● **EXERCISE PROMPT**
Every record below should appear in your answer, copied exactly.

=====

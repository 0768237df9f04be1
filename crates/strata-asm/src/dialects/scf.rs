//! Structured control flow.

use crate::diagnostic::ParseResult;
use crate::parser::CustomOpParser;
use crate::registry::{Dialect, OpDefinition};
use crate::state::OperationState;

use super::parse_terminator_operands;

pub(super) fn dialect() -> Dialect {
    Dialect::new("scf")
        .with_op(OpDefinition::new("for").with_parser(parse_for))
        .with_op(OpDefinition::new("if").with_parser(parse_if))
        .with_op(
            OpDefinition::new("yield")
                .terminator()
                .with_parser(parse_terminator_operands),
        )
}

/// ```text
/// for %iv = %lb to %ub step %step
///     (iter_args(%arg = %init, ...) -> (types))? (':' type)? region attr-dict
/// ```
///
/// Bounds and initial values are resolved after the body so that a use of
/// a value defined inside the body is caught as undefined.
fn parse_for(parser: &mut CustomOpParser<'_, '_>, state: &mut OperationState) -> ParseResult<()> {
    let mut arguments = vec![parser.parse_argument(false, false)?];
    parser.parse_equal()?;
    let lower = parser.parse_operand()?;
    parser.parse_keyword("to")?;
    let upper = parser.parse_operand()?;
    parser.parse_keyword("step")?;
    let step = parser.parse_operand()?;

    let mut inits = Vec::new();
    if parser.parse_optional_keyword("iter_args") {
        let (iter_args, operands) = parser.parse_assignment_list()?;
        arguments.extend(iter_args);
        inits = operands;
        state.result_types = parser.parse_arrow_type_list()?;
    }
    if arguments.len() != state.result_types.len() + 1 {
        return Err(parser.emit_error(
            parser.name_span(),
            "mismatch in number of loop-carried values and defined values",
        ));
    }

    let ty = if parser.parse_optional_colon() {
        parser.parse_type()?
    } else {
        parser.types().index()
    };
    arguments[0].ty = Some(ty);
    for (argument, &result) in arguments[1..].iter_mut().zip(&state.result_types) {
        argument.ty = Some(result);
    }

    let body = parser.parse_region(&arguments, false)?;
    state.regions.push(body);

    for bound in [&lower, &upper, &step] {
        let value = parser.resolve_operand(bound, ty)?;
        state.operands.push(value);
    }
    for (init, &result) in inits.iter().zip(&state.result_types) {
        let value = parser.resolve_operand(init, result)?;
        state.operands.push(value);
    }
    parser.parse_optional_attr_dict(&mut state.attributes)
}

/// `if %cond ('->' types)? region ('else' region)? attr-dict`
///
/// Always carries two regions; a missing else region is left empty.
fn parse_if(parser: &mut CustomOpParser<'_, '_>, state: &mut OperationState) -> ParseResult<()> {
    let condition = parser.parse_operand()?;
    let i1 = parser.types().int(1);
    let condition = parser.resolve_operand(&condition, i1)?;
    state.operands.push(condition);
    state.result_types = parser.parse_optional_arrow_type_list()?;

    let then_region = parser.parse_region(&[], false)?;
    let else_region = if parser.parse_optional_keyword("else") {
        parser.parse_region(&[], false)?
    } else {
        parser.empty_region()
    };
    state.regions.extend([then_region, else_region]);
    parser.parse_optional_attr_dict(&mut state.attributes)
}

=====

● **SOLVED EXERCISE**
repository 0768237df9f04be1
filename crates/strata-asm/src/dialects/scf.rs
//! Structured control flow.

use crate::diagnostic::ParseResult;
use crate::parser::CustomOpParser;
use crate::registry::{Dialect, OpDefinition};
use crate::state::OperationState;

use super::parse_terminator_operands;

pub(super) fn dialect() -> Dialect {
    Dialect::new("scf")
        .with_op(OpDefinition::new("for").with_parser(parse_for))
        .with_op(OpDefinition::new("if").with_parser(parse_if))
        .with_op(
            OpDefinition::new("yield")
                .terminator()
                .with_parser(parse_terminator_operands),
        )
}

/// ```text
/// for %iv = %lb to %ub step %step
///     (iter_args(%arg = %init, ...) -> (types))? (':' type)? region attr-dict
/// ```
///
/// Bounds and initial values are resolved after the body so that a use of
/// a value defined inside the body is caught as undefined.
fn parse_for(parser: &mut CustomOpParser<'_, '_>, state: &mut OperationState) -> ParseResult<()> {
    let mut arguments = vec![parser.parse_argument(false, false)?];
    parser.parse_equal()?;
    let lower = parser.parse_operand()?;
    parser.parse_keyword("to")?;
    let upper = parser.parse_operand()?;
    parser.parse_keyword("step")?;
    let step = parser.parse_operand()?;

    let mut inits = Vec::new();
    if parser.parse_optional_keyword("iter_args") {
        let (iter_args, operands) = parser.parse_assignment_list()?;
        arguments.extend(iter_args);
        inits = operands;
        state.result_types = parser.parse_arrow_type_list()?;
    }
    if arguments.len() != state.result_types.len() + 1 {
        return Err(parser.emit_error(
            parser.name_span(),
            "mismatch in number of loop-carried values and defined values",
        ));
    }

    let ty = if parser.parse_optional_colon() {
        parser.parse_type()?
    } else {
        parser.types().index()
    };
    arguments[0].ty = Some(ty);
    for (argument, &result) in arguments[1..].iter_mut().zip(&state.result_types) {
        argument.ty = Some(result);
    }

    let body = parser.parse_region(&arguments, false)?;
    state.regions.push(body);

    for bound in [&lower, &upper, &step] {
        let value = parser.resolve_operand(bound, ty)?;
        state.operands.push(value);
    }
    for (init, &result) in inits.iter().zip(&state.result_types) {
        let value = parser.resolve_operand(init, result)?;
        state.operands.push(value);
    }
    parser.parse_optional_attr_dict(&mut state.attributes)
}

/// `if %cond ('->' types)? region ('else' region)? attr-dict`
///
/// Always carries two regions; a missing else region is left empty.
fn parse_if(parser: &mut CustomOpParser<'_, '_>, state: &mut OperationState) -> ParseResult<()> {
    let condition = parser.parse_operand()?;
    let i1 = parser.types().int(1);
    let condition = parser.resolve_operand(&condition, i1)?;
    state.operands.push(condition);
    state.result_types = parser.parse_optional_arrow_type_list()?;

    let then_region = parser.parse_region(&[], false)?;
    let else_region = if parser.parse_optional_keyword("else") {
        parser.parse_region(&[], false)?
    } else {
        parser.empty_region()
    };
    state.regions.extend([then_region, else_region]);
    parser.parse_optional_attr_dict(&mut state.attributes)
}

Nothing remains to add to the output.